» **Task objective**: When you spot the word "AddVehicle" in a line of the data below, copy that line.

======== Recorded data ========

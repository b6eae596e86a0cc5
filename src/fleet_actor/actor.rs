//! The Fleet actor server.
//!
//! Owns both the driver and the vehicle maps, so an `Assign` holds exclusive
//! access to both sides while it validates and flips them. Drivers get
//! sequential ids like other entities; vehicles are keyed by their natural
//! registration number.

use super::error::FleetError;
use super::message::FleetRequest;
use crate::clients::FleetClient;
use crate::model::{Driver, DriverId, DriverStatus, Vehicle, VehicleNo, VehicleStatus};
use std::collections::HashMap;
use tokio::sync::mpsc;
use tracing::{debug, info, warn};

/// Actor that manages the delivery fleet: drivers, vehicles, and pairings.
pub struct FleetActor {
    receiver: mpsc::Receiver<FleetRequest>,
    drivers: HashMap<DriverId, Driver>,
    vehicles: HashMap<VehicleNo, Vehicle>,
    next_driver_id: u32,
}

impl FleetActor {
    /// Creates a new `FleetActor` and its associated `FleetClient`.
    pub fn new(buffer_size: usize) -> (Self, FleetClient) {
        let (sender, receiver) = mpsc::channel(buffer_size);
        let actor = Self {
            receiver,
            drivers: HashMap::new(),
            vehicles: HashMap::new(),
            next_driver_id: 1,
        };
        (actor, FleetClient::new(sender))
    }

    /// Runs the actor's event loop, processing messages until the channel closes.
    pub async fn run(mut self) {
        info!("Fleet actor started");

        while let Some(msg) = self.receiver.recv().await {
            match msg {
                FleetRequest::AddDriver { params, respond_to } => {
                    debug!(?params, "AddDriver");
                    let result = if params.name.trim().is_empty() {
                        warn!("AddDriver failed: empty name");
                        Err(FleetError::MissingField("name"))
                    } else {
                        let id = DriverId(self.next_driver_id);
                        self.next_driver_id += 1;
                        self.drivers
                            .insert(id, Driver::new(id, params.name, params.availability));
                        info!(%id, drivers = self.drivers.len(), "Driver registered");
                        Ok(id)
                    };
                    let _ = respond_to.send(result);
                }
                FleetRequest::AddVehicle { params, respond_to } => {
                    debug!(?params, "AddVehicle");
                    let no = params.vehicle_no.clone();
                    let result = if self.vehicles.contains_key(&no) {
                        warn!(vehicle = %no, "AddVehicle failed: already registered");
                        Err(FleetError::VehicleExists(no))
                    } else {
                        self.vehicles.insert(
                            no.clone(),
                            Vehicle::new(no.clone(), params.availability, params.location),
                        );
                        info!(vehicle = %no, vehicles = self.vehicles.len(), "Vehicle registered");
                        Ok(no)
                    };
                    let _ = respond_to.send(result);
                }
                FleetRequest::GetDriver { id, respond_to } => {
                    let driver = self.drivers.get(&id).cloned();
                    debug!(%id, found = driver.is_some(), "GetDriver");
                    let _ = respond_to.send(Ok(driver));
                }
                FleetRequest::GetVehicle {
                    vehicle_no,
                    respond_to,
                } => {
                    let vehicle = self.vehicles.get(&vehicle_no).cloned();
                    debug!(vehicle = %vehicle_no, found = vehicle.is_some(), "GetVehicle");
                    let _ = respond_to.send(Ok(vehicle));
                }
                FleetRequest::ListDrivers { respond_to } => {
                    debug!(size = self.drivers.len(), "ListDrivers");
                    let mut drivers: Vec<Driver> = self.drivers.values().cloned().collect();
                    drivers.sort_by_key(|d| d.id.0);
                    let _ = respond_to.send(Ok(drivers));
                }
                FleetRequest::ListVehicles { respond_to } => {
                    debug!(size = self.vehicles.len(), "ListVehicles");
                    let mut vehicles: Vec<Vehicle> = self.vehicles.values().cloned().collect();
                    vehicles.sort_by(|a, b| a.vehicle_no.0.cmp(&b.vehicle_no.0));
                    let _ = respond_to.send(Ok(vehicles));
                }
                FleetRequest::Assign {
                    driver,
                    vehicle,
                    respond_to,
                } => {
                    debug!(%driver, %vehicle, "Assign");
                    let result = self.assign(driver, &vehicle);
                    match &result {
                        Ok(()) => info!(%driver, %vehicle, "Assigned"),
                        Err(e) => warn!(%driver, %vehicle, error = %e, "Assign refused"),
                    }
                    let _ = respond_to.send(result);
                }
                FleetRequest::SetDriverStatus {
                    id,
                    status,
                    respond_to,
                } => {
                    debug!(%id, %status, "SetDriverStatus");
                    let result = match self.drivers.get_mut(&id) {
                        Some(driver) => {
                            driver.availability = status;
                            info!(%id, %status, "Driver status set");
                            Ok(driver.clone())
                        }
                        None => {
                            warn!(%id, "Not found");
                            Err(FleetError::DriverNotFound(id))
                        }
                    };
                    let _ = respond_to.send(result);
                }
                FleetRequest::SetVehicleStatus {
                    vehicle_no,
                    status,
                    respond_to,
                } => {
                    debug!(vehicle = %vehicle_no, %status, "SetVehicleStatus");
                    let result = match self.vehicles.get_mut(&vehicle_no) {
                        Some(vehicle) => {
                            vehicle.availability = status;
                            info!(vehicle = %vehicle_no, %status, "Vehicle status set");
                            Ok(vehicle.clone())
                        }
                        None => {
                            warn!(vehicle = %vehicle_no, "Not found");
                            Err(FleetError::VehicleNotFound(vehicle_no))
                        }
                    };
                    let _ = respond_to.send(result);
                }
            }
        }

        info!(
            drivers = self.drivers.len(),
            vehicles = self.vehicles.len(),
            "Shutdown"
        );
    }

    /// Validate both parties, then flip both. No mutation happens until every
    /// check has passed, so a refusal leaves driver and vehicle untouched.
    fn assign(&mut self, driver_id: DriverId, vehicle_no: &VehicleNo) -> Result<(), FleetError> {
        let driver = self
            .drivers
            .get(&driver_id)
            .ok_or(FleetError::DriverNotFound(driver_id))?;
        let vehicle = self
            .vehicles
            .get(vehicle_no)
            .ok_or_else(|| FleetError::VehicleNotFound(vehicle_no.clone()))?;

        if driver.availability != DriverStatus::Available {
            return Err(FleetError::DriverUnavailable {
                driver: driver_id,
                status: driver.availability,
            });
        }
        if vehicle.availability != VehicleStatus::Available {
            return Err(FleetError::VehicleUnavailable {
                vehicle: vehicle_no.clone(),
                status: vehicle.availability,
            });
        }

        if let Some(driver) = self.drivers.get_mut(&driver_id) {
            driver.availability = DriverStatus::OnTrip;
            driver.current_vehicle = Some(vehicle_no.clone());
        }
        if let Some(vehicle) = self.vehicles.get_mut(vehicle_no) {
            vehicle.availability = VehicleStatus::InUse;
            vehicle.current_driver = Some(driver_id);
        }
        Ok(())
    }
}

#[cfg(test)]
mod tests {
    use super::*;

    fn fixture() -> FleetActor {
        let (mut actor, _client) = FleetActor::new(8);
        actor.drivers.insert(
            DriverId(1),
            Driver::new(DriverId(1), "Asha", DriverStatus::Available),
        );
        actor.vehicles.insert(
            VehicleNo::new("KA-01-1234"),
            Vehicle::new(
                VehicleNo::new("KA-01-1234"),
                VehicleStatus::Available,
                "Indiranagar",
            ),
        );
        actor.next_driver_id = 2;
        actor
    }

    #[test]
    fn assign_flips_and_links_both_parties() {
        let mut actor = fixture();
        actor.assign(DriverId(1), &VehicleNo::new("KA-01-1234")).unwrap();

        let driver = &actor.drivers[&DriverId(1)];
        assert_eq!(driver.availability, DriverStatus::OnTrip);
        assert_eq!(driver.current_vehicle, Some(VehicleNo::new("KA-01-1234")));

        let vehicle = &actor.vehicles[&VehicleNo::new("KA-01-1234")];
        assert_eq!(vehicle.availability, VehicleStatus::InUse);
        assert_eq!(vehicle.current_driver, Some(DriverId(1)));
    }

    #[test]
    fn busy_driver_refuses_and_leaves_vehicle_untouched() {
        let mut actor = fixture();
        if let Some(d) = actor.drivers.get_mut(&DriverId(1)) {
            d.availability = DriverStatus::OnTrip;
        }

        let err = actor
            .assign(DriverId(1), &VehicleNo::new("KA-01-1234"))
            .unwrap_err();
        assert!(matches!(
            err,
            FleetError::DriverUnavailable {
                driver: DriverId(1),
                status: DriverStatus::OnTrip,
            }
        ));

        let vehicle = &actor.vehicles[&VehicleNo::new("KA-01-1234")];
        assert_eq!(vehicle.availability, VehicleStatus::Available);
        assert_eq!(vehicle.current_driver, None);
    }

    #[test]
    fn busy_vehicle_refuses_and_leaves_driver_untouched() {
        let mut actor = fixture();
        if let Some(v) = actor.vehicles.get_mut(&VehicleNo::new("KA-01-1234")) {
            v.availability = VehicleStatus::Maintenance;
        }

        let err = actor
            .assign(DriverId(1), &VehicleNo::new("KA-01-1234"))
            .unwrap_err();
        assert!(matches!(err, FleetError::VehicleUnavailable { .. }));

        let driver = &actor.drivers[&DriverId(1)];
        assert_eq!(driver.availability, DriverStatus::Available);
        assert_eq!(driver.current_vehicle, None);
    }

    #[test]
    fn unknown_parties_are_reported() {
        let mut actor = fixture();
        assert!(matches!(
            actor.assign(DriverId(99), &VehicleNo::new("KA-01-1234")),
            Err(FleetError::DriverNotFound(DriverId(99)))
        ));
        assert!(matches!(
            actor.assign(DriverId(1), &VehicleNo::new("XX-00-0000")),
            Err(FleetError::VehicleNotFound(_))
        ));
    }
}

========

» **Your solution**:
                FleetRequest::AddVehicle { params, respond_to } => {
                    debug!(?params, "AddVehicle");
                        warn!(vehicle = %no, "AddVehicle failed: already registered");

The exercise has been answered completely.